==== Supplied entries

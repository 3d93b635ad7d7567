// /////////////////////////////////////////////////////////////////////////////
// CDC Relay
// Copyright (c) 2025 Michael Gardner, A Bit of Help, Inc.
// SPDX-License-Identifier: BSD-3-Clause
// See LICENSE file in the project root.
// /////////////////////////////////////////////////////////////////////////////

//! # Pipeline Error Taxonomy
//!
//! Central error type for the CDC relay. Every expected failure mode in the
//! pipeline is a value of [`PipelineError`]; panics are reserved for the
//! non-monotonic-offset invariant (a concurrency bug) and for configuration
//! failures at process start.
//!
//! ## Severity
//!
//! Most variants are *non-fatal*: they are logged, counted, routed to the
//! dead-letter queue where an event exists, and the pipeline continues.
//! Only two classes abort the process:
//!
//! - [`PipelineError::NonMonotonicOffset`] - an offset moved backwards for a
//!   key, which indicates a commit-ordering bug, not an operational fault.
//! - [`PipelineError::InvalidConfiguration`] - raised during startup before
//!   any event has been read.
//!
//! ## Dead-letter mapping
//!
//! Variants that produce a dead-letter record carry a stable `error_type`
//! string used in the JSONL output; see [`PipelineError::error_type`].

use thiserror::Error;

/// Error type shared by every layer of the CDC relay.
///
/// Variants are deliberately coarse: the string payload carries operational
/// detail for logs and dead-letter records, while the variant itself drives
/// control flow (skip segment, route to DLQ, retry, abort).
#[derive(Debug, Clone, PartialEq, Eq, Error)]
pub enum PipelineError {
    /// Configuration could not be loaded or failed range validation.
    /// Fatal at startup; the process exits with code 1.
    #[error("Invalid configuration: {0}")]
    InvalidConfiguration(String),

    /// A parameter passed to a component was out of range or malformed.
    #[error("Invalid parameter: {0}")]
    InvalidParameter(String),

    /// A segment frame could not be parsed (bad length prefix). Processing
    /// of the current segment halts; the pipeline moves to the next segment.
    /// No dead-letter record is produced because no event exists yet.
    #[error("Corrupt frame in segment '{segment}' at byte {position}: {reason}")]
    CorruptFrame {
        /// Segment file name containing the bad frame.
        segment: String,
        /// Byte offset of the frame's length prefix.
        position: u64,
        /// Human-readable description of the corruption.
        reason: String,
    },

    /// A well-framed entry could not be decoded into a `ChangeEvent`.
    /// The entry is dead-lettered with `error_type = "parse_error"` and the
    /// pipeline continues with the next entry.
    #[error("Decode error: {0}")]
    DecodeError(String),

    /// An event failed validation against the active schema (missing
    /// partition-key coverage). Dead-lettered with
    /// `error_type = "schema_validation"`.
    #[error("Schema validation failed: {0}")]
    SchemaValidation(String),

    /// The active schema version for the event's table is classified
    /// incompatible. The table is paused and the event dead-lettered with
    /// `error_type = "schema_incompatibility"`.
    #[error("Incompatible schema change: {0}")]
    SchemaIncompatible(String),

    /// A destination write failed in a way the retry engine classified as
    /// transient. Surfaced only after the retry budget is exhausted.
    #[error("Retryable write failure: {0}")]
    RetryableWrite(String),

    /// A destination write failed permanently (auth, permissions, syntax).
    /// No retry is attempted.
    #[error("Permanent write failure: {0}")]
    PermanentWrite(String),

    /// A sink operation failed before classification. The retry engine
    /// inspects the message to decide between retryable and permanent.
    #[error("Sink error: {0}")]
    SinkError(String),

    /// An offset write would move `last_event_timestamp_micros` backwards
    /// for its key. This is a programmer error and is fatal to the pipeline.
    #[error("Non-monotonic offset: {0}")]
    NonMonotonicOffset(String),

    /// Underlying I/O failure (file system, socket).
    #[error("I/O error: {0}")]
    IoError(String),

    /// JSON or TOML (de)serialization failure.
    #[error("Serialization error: {0}")]
    SerializationError(String),

    /// Prometheus registry or encoder failure.
    #[error("Metrics error: {0}")]
    MetricsError(String),

    /// A bug or impossible state; carries context for the report.
    #[error("Internal error: {0}")]
    InternalError(String),
}

impl PipelineError {
    /// Creates an `InvalidConfiguration` error.
    pub fn invalid_config(message: impl Into<String>) -> Self {
        Self::InvalidConfiguration(message.into())
    }

    /// Creates a `DecodeError`.
    pub fn decode_error(message: impl Into<String>) -> Self {
        Self::DecodeError(message.into())
    }

    /// Creates a `SinkError`.
    pub fn sink_error(message: impl Into<String>) -> Self {
        Self::SinkError(message.into())
    }

    /// Creates a `MetricsError`.
    pub fn metrics_error(message: impl Into<String>) -> Self {
        Self::MetricsError(message.into())
    }

    /// Creates an `InternalError`.
    pub fn internal_error(message: impl Into<String>) -> Self {
        Self::InternalError(message.into())
    }

    /// Stable `error_type` string used in dead-letter records.
    ///
    /// Only variants that can reach the DLQ have a meaningful mapping; the
    /// rest fall back to `"internal_error"` so a record is still well-formed
    /// if one ever leaks through.
    pub fn error_type(&self) -> &'static str {
        match self {
            Self::DecodeError(_) => "parse_error",
            Self::SchemaValidation(_) => "schema_validation",
            Self::SchemaIncompatible(_) => "schema_incompatibility",
            Self::RetryableWrite(_) | Self::PermanentWrite(_) | Self::SinkError(_) => "write_error",
            _ => "internal_error",
        }
    }

    /// True for the errors that must abort the whole pipeline.
    pub fn is_fatal(&self) -> bool {
        matches!(
            self,
            Self::NonMonotonicOffset(_) | Self::InvalidConfiguration(_)
        )
    }
}

impl From<std::io::Error> for PipelineError {
    fn from(err: std::io::Error) -> Self {
        Self::IoError(err.to_string())
    }
}

impl From<serde_json::Error> for PipelineError {
    fn from(err: serde_json::Error) -> Self {
        Self::SerializationError(err.to_string())
    }
}

#[cfg(test)]
mod tests {
    use super::*;

    #[test]
    fn test_error_type_mapping() {
        assert_eq!(
            PipelineError::decode_error("bad payload").error_type(),
            "parse_error"
        );
        assert_eq!(
            PipelineError::SchemaValidation("missing pk".into()).error_type(),
            "schema_validation"
        );
        assert_eq!(
            PipelineError::SchemaIncompatible("int -> text".into()).error_type(),
            "schema_incompatibility"
        );
        assert_eq!(
            PipelineError::RetryableWrite("timeout".into()).error_type(),
            "write_error"
        );
        assert_eq!(
            PipelineError::PermanentWrite("auth failed".into()).error_type(),
            "write_error"
        );
    }

    #[test]
    fn test_fatal_classification() {
        assert!(PipelineError::NonMonotonicOffset("t=999 < t=1000".into()).is_fatal());
        assert!(PipelineError::invalid_config("batch_size out of range").is_fatal());
        assert!(!PipelineError::decode_error("x").is_fatal());
        assert!(!PipelineError::sink_error("x").is_fatal());
    }

    #[test]
    fn test_io_error_conversion() {
        let io = std::io::Error::new(std::io::ErrorKind::NotFound, "gone");
        let err: PipelineError = io.into();
        assert!(matches!(err, PipelineError::IoError(_)));
    }

    #[test]
    fn test_display_includes_context() {
        let err = PipelineError::CorruptFrame {
            segment: "CommitLog-7-1.log".to_string(),
            position: 42,
            reason: "length prefix 0".to_string(),
        };
        let text = err.to_string();
        assert!(text.contains("CommitLog-7-1.log"));
        assert!(text.contains("42"));
    }
}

========

Task prompt:
Identify the lines of the data that contain the word "length". Copy each of them.

The answer:
    /// A segment frame could not be parsed (bad length prefix). Processing
        /// Byte offset of the frame's length prefix.
            reason: "length prefix 0".to_string(),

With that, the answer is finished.